■ **TO DO**: Scan the data below for lines containing the string "StyleRegistry" and give only how many there are.

Entries taken from a collection
===============
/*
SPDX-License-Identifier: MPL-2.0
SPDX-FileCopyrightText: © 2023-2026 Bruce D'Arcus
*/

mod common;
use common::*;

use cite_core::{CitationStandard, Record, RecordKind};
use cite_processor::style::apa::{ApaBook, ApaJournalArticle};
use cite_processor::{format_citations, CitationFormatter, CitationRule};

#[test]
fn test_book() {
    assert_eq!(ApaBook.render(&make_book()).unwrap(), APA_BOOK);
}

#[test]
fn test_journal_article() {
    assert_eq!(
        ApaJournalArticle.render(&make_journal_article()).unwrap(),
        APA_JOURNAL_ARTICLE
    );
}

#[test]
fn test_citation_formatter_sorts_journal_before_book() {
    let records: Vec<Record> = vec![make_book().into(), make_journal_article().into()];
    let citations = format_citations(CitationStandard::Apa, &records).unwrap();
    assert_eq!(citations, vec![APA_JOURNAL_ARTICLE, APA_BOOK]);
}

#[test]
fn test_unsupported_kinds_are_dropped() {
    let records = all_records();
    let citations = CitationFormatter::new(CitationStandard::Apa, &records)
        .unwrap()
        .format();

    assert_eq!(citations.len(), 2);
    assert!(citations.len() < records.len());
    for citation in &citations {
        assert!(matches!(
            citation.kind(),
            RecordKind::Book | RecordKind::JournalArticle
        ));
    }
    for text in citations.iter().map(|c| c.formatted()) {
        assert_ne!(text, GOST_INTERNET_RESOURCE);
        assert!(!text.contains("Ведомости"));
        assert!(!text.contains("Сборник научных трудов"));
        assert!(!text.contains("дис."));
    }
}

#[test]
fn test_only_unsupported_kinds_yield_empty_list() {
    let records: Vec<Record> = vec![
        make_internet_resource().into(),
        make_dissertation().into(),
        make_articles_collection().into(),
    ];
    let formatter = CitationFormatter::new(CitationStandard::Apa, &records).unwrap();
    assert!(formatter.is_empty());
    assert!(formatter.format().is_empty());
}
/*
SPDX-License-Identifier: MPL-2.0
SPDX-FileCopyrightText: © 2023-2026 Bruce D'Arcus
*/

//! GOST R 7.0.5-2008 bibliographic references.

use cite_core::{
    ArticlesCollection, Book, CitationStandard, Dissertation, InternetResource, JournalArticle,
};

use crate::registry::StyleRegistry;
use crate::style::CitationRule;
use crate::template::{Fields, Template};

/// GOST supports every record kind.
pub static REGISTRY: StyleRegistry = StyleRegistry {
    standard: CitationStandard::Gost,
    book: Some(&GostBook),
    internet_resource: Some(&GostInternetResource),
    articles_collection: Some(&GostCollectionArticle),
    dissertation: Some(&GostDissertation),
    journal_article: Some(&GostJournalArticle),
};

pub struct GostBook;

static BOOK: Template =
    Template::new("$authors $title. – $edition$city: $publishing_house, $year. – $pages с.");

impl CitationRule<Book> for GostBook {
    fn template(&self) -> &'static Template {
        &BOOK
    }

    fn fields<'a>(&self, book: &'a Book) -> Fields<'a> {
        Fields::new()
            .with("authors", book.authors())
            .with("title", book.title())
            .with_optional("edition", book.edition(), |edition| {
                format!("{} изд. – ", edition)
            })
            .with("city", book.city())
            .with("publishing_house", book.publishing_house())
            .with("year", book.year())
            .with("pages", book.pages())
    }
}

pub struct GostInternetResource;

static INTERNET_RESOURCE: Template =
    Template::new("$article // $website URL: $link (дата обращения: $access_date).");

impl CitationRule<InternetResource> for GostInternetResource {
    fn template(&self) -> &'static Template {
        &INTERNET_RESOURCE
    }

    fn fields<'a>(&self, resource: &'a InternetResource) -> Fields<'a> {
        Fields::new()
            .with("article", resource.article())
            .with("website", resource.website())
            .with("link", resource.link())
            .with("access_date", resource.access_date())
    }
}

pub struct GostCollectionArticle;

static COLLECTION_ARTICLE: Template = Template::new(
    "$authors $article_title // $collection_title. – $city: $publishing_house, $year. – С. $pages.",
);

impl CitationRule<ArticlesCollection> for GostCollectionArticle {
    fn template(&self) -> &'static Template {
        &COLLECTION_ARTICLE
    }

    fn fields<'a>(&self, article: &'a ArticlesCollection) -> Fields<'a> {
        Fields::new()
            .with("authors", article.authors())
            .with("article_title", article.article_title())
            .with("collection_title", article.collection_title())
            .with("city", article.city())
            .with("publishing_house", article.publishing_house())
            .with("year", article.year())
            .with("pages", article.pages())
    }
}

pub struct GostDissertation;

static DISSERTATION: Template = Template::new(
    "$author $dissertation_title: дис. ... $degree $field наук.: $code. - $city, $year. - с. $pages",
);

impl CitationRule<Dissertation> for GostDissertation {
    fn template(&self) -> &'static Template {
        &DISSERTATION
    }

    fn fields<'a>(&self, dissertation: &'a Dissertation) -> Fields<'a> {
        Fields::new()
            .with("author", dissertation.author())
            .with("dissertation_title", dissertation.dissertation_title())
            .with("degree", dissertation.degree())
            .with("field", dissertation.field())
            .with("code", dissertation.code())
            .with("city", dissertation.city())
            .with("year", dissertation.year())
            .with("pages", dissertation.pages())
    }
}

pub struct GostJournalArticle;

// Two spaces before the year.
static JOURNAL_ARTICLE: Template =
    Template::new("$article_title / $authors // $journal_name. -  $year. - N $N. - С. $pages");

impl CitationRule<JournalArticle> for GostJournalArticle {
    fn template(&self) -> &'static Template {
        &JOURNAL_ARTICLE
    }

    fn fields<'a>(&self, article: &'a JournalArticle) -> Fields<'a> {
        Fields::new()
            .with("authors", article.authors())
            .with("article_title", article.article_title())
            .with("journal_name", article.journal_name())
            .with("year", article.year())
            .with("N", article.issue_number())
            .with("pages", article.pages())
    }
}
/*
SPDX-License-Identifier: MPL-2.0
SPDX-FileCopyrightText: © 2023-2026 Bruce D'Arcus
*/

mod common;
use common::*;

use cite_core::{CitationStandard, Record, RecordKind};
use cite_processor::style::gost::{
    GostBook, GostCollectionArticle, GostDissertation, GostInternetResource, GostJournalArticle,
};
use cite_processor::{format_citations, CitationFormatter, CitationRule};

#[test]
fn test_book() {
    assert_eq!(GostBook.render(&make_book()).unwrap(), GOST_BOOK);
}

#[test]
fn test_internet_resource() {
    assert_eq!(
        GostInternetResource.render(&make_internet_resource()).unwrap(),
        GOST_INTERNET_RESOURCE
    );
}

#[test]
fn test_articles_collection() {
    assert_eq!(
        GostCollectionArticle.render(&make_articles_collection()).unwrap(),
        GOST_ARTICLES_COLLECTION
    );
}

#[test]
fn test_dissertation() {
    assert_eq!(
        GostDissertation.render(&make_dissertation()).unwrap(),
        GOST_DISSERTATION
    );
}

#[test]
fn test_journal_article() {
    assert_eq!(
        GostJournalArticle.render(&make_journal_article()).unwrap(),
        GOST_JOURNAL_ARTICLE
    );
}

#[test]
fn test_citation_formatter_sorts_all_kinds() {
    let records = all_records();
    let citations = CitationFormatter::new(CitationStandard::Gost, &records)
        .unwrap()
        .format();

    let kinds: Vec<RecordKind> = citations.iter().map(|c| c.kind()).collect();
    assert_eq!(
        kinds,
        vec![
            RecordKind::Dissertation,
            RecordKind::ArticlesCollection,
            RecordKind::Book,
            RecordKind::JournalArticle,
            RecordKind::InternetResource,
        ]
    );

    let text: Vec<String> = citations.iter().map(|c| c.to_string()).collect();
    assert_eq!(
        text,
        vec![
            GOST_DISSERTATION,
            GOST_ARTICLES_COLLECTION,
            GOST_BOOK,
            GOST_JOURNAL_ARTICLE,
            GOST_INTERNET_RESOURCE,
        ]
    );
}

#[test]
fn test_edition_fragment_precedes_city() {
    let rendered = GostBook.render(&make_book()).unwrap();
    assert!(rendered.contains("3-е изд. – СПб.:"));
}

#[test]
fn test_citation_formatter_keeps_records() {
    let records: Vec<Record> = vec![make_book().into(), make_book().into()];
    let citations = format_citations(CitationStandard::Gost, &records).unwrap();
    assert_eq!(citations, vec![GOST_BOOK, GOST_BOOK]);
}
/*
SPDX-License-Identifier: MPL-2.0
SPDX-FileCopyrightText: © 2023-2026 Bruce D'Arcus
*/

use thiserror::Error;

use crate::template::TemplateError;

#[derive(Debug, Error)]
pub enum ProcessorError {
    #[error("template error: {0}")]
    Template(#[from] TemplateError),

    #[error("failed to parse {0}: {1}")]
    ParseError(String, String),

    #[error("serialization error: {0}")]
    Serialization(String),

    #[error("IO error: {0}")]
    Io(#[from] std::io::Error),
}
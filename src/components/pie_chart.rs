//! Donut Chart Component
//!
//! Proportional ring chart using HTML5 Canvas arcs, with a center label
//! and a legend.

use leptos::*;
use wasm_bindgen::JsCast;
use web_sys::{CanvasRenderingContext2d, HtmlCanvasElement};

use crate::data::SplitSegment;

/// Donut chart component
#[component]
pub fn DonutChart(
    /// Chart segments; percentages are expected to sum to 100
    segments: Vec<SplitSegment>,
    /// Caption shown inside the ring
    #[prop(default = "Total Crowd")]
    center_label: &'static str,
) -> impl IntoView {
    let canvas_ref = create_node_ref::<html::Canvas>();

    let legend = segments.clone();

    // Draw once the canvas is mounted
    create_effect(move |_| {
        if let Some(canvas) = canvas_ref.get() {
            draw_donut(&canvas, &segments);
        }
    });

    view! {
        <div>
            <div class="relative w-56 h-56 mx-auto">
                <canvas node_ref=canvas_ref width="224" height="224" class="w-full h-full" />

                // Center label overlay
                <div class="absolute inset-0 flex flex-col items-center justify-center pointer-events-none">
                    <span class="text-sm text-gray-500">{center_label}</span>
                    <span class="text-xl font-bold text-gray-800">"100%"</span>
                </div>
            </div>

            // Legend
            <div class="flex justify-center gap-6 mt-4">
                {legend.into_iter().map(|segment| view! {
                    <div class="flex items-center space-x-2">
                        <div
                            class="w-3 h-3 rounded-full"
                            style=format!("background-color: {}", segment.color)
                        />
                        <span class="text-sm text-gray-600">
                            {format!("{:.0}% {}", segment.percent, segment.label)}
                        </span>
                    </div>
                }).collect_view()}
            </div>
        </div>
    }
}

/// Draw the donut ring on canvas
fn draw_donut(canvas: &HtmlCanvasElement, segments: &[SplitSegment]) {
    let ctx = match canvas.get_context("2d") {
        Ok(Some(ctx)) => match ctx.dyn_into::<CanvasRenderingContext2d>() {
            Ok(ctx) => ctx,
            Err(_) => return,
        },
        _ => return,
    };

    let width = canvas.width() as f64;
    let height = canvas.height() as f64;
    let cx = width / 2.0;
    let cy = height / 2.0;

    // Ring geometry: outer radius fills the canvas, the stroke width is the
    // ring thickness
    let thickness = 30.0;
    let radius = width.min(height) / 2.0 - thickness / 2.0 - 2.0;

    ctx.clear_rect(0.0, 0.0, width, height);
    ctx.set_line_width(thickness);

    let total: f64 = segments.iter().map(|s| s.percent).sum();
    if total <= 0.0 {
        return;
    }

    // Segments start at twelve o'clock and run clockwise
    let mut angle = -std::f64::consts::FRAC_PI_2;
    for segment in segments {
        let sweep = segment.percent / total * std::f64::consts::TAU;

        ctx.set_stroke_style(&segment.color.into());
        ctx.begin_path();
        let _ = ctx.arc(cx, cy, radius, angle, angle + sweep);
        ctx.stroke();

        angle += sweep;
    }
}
===============
■ **RESPONSE TO THIS EXERCISE**: 2